Data records:
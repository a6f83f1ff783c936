use crate::card::{build_cards, WeekCard};
use crate::config::{SectionMount, ViewerConfig};
use crate::error::LoadError;
use crate::model::TimelineDocument;

/// Những gì trang cần dựng sau khi tải xong.
#[derive(Debug, Clone, PartialEq)]
pub enum PagePlan {
    /// Tải lỗi: chỉ hiện banner, không có thẻ và không gắn lightbox.
    Banner(&'static str),
    /// Tải được: thẻ cho từng container, sau đó gắn lightbox.
    Render(Vec<MountedCards>),
}

#[derive(Debug, Clone, PartialEq)]
pub struct MountedCards {
    pub mount: SectionMount,
    pub cards: Vec<WeekCard>,
}

impl PagePlan {
    pub fn from_load(
        config: &ViewerConfig,
        loaded: &Result<TimelineDocument, LoadError>,
    ) -> Self {
        match loaded {
            Err(err) => PagePlan::Banner(err.banner_text()),
            Ok(timeline) => PagePlan::Render(
                config
                    .mounts()
                    .into_iter()
                    .map(|mount| MountedCards {
                        cards: build_cards(timeline.section(mount.section), &config.photo_base),
                        mount,
                    })
                    .collect(),
            ),
        }
    }
}

#[cfg(test)]
mod tests {
    use super::*;
    use crate::model::Section;
    use crate::{MALFORMED_BODY_TEXT, NETWORK_FAILURE_TEXT};

    #[test]
    fn rejected_fetch_shows_banner_only() {
        let loaded = Err(LoadError::NetworkOrHttp("TypeError: Failed to fetch".into()));
        let plan = PagePlan::from_load(&ViewerConfig::default(), &loaded);
        assert_eq!(plan, PagePlan::Banner(NETWORK_FAILURE_TEXT));
    }

    #[test]
    fn malformed_body_shows_parse_banner() {
        let loaded = TimelineDocument::parse("<!doctype html>");
        let plan = PagePlan::from_load(&ViewerConfig::for_section(Section::Pre), &loaded);
        assert_eq!(plan, PagePlan::Banner(MALFORMED_BODY_TEXT));
    }

    #[test]
    fn loaded_document_fills_every_mount() {
        let loaded = TimelineDocument::parse(
            r#"{"pre":[{"week":2,"photos":["W2/b.jpg"]},{"week":1,"photos":[]}],"post":[]}"#,
        );
        let plan = PagePlan::from_load(&ViewerConfig::default(), &loaded);

        let PagePlan::Render(mounted) = plan else {
            panic!("phải render thẻ");
        };
        assert_eq!(mounted.len(), 2);
        assert_eq!(mounted[0].mount.container_id, "pre-list");
        let weeks: Vec<i64> = mounted[0].cards.iter().map(|card| card.week).collect();
        assert_eq!(weeks, vec![1, 2]);
        assert_eq!(mounted[0].cards[1].photos[0].src, "../W2/b.jpg");
        assert!(mounted[1].cards.is_empty());
    }
}
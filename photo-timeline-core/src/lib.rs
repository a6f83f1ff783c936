//! Logic lõi của timeline ảnh theo tuần: dữ liệu, thẻ hiển thị và lightbox.

mod card;
mod config;
mod error;
mod lightbox;
mod model;
mod page;
mod summary;

pub use card::{
    build_cards, date_range, resolve_photo, sorted_weeks, week_title, PhotoRef, WeekCard,
};
pub use config::{SectionMount, ViewerConfig};
pub use error::{LoadError, MALFORMED_BODY_TEXT, NETWORK_FAILURE_TEXT};
pub use lightbox::{start_index, Direction, Lightbox, LightboxState, LightboxSurface};
pub use model::{Section, TimelineDocument, WeekRecord};
pub use page::{MountedCards, PagePlan};
pub use summary::{weeks_label, SectionCounts};
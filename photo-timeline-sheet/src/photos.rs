//! Photo discovery in `{section}/W{week}/` folders.

use std::path::Path;

use tracing::{debug, warn};
use walkdir::WalkDir;

pub const DEFAULT_EXTENSIONS: [&str; 5] = ["jpg", "jpeg", "png", "gif", "webp"];

/// List the photos of one week as forward-slash paths relative to `root`.
///
/// Only files directly inside the week folder count; the result is sorted
/// case-insensitively. A missing folder yields an empty list.
pub fn list_photos_for_week(
    root: &Path,
    section_dir: &str,
    week: i64,
    extensions: &[String],
) -> Vec<String> {
    let week_dir_name = format!("W{week}");
    let week_dir = root.join(section_dir).join(&week_dir_name);
    if !week_dir.is_dir() {
        debug!(dir = %week_dir.display(), "no photo folder for week");
        return Vec::new();
    }

    let mut photos = Vec::new();
    for entry in WalkDir::new(&week_dir).min_depth(1).max_depth(1) {
        let entry = match entry {
            Ok(entry) => entry,
            Err(err) => {
                warn!(dir = %week_dir.display(), error = %err, "cannot read photo folder");
                return Vec::new();
            }
        };

        if !entry.file_type().is_file() {
            continue;
        }

        let name = entry.file_name().to_string_lossy();
        if has_photo_extension(&name, extensions) {
            photos.push(format!("{section_dir}/{week_dir_name}/{name}").replace('\\', "/"));
        }
    }

    photos.sort_by_key(|path| path.to_lowercase());
    photos
}

fn has_photo_extension(name: &str, extensions: &[String]) -> bool {
    Path::new(name)
        .extension()
        .and_then(|ext| ext.to_str())
        .map(|ext| {
            extensions
                .iter()
                .any(|allowed| allowed.eq_ignore_ascii_case(ext))
        })
        .unwrap_or(false)
}
use photo_timeline_core::{Section, ViewerConfig};
use serde::Deserialize;
#[cfg(target_arch = "wasm32")]
use serde_wasm_bindgen::from_value;
#[cfg(target_arch = "wasm32")]
use wasm_bindgen::JsValue;

/// Cấu hình một phần từ JavaScript; trường nào thiếu thì lấy mặc định.
#[derive(Debug, Default, Deserialize)]
#[serde(rename_all = "camelCase")]
pub struct JsViewerConfig {
    #[serde(default)]
    resource_path: Option<String>,
    #[serde(default)]
    section_filter: Option<String>,
    #[serde(default)]
    photo_base: Option<String>,
    #[serde(default)]
    banner_selector: Option<String>,
    #[serde(default)]
    template_id: Option<String>,
    #[serde(default)]
    overlay_id: Option<String>,
    #[serde(default)]
    section_container_id: Option<String>,
}

impl TryFrom<JsViewerConfig> for ViewerConfig {
    type Error = String;

    fn try_from(cfg: JsViewerConfig) -> Result<Self, Self::Error> {
        let mut base = match cfg.section_filter.as_deref() {
            Some(value) => ViewerConfig::for_section(value.parse::<Section>()?),
            None => ViewerConfig::default(),
        };

        if let Some(path) = cfg.resource_path {
            base.resource_path = path;
        }
        if let Some(photo_base) = cfg.photo_base {
            base.photo_base = photo_base;
        }
        if let Some(selector) = cfg.banner_selector {
            base.banner_selector = selector;
        }
        if let Some(id) = cfg.template_id {
            base.template_id = id;
        }
        if let Some(id) = cfg.overlay_id {
            base.overlay_id = id;
        }
        if let Some(id) = cfg.section_container_id {
            base.section_container_id = id;
        }
        Ok(base)
    }
}

#[cfg(target_arch = "wasm32")]
pub(crate) fn decode_config(config: Option<JsValue>) -> Result<ViewerConfig, JsValue> {
    let Some(js_cfg) = config.filter(|value| !value.is_undefined() && !value.is_null()) else {
        return Ok(ViewerConfig::default());
    };

    let cfg: JsViewerConfig = from_value(js_cfg)
        .map_err(|err| JsValue::from_str(&format!("Không đọc được config: {err}")))?;
    ViewerConfig::try_from(cfg).map_err(|err| JsValue::from_str(&err))
}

What you should do:
Across the entries, work out how many lines hold the word "Deserialize". Reply with that number only.

Response:
2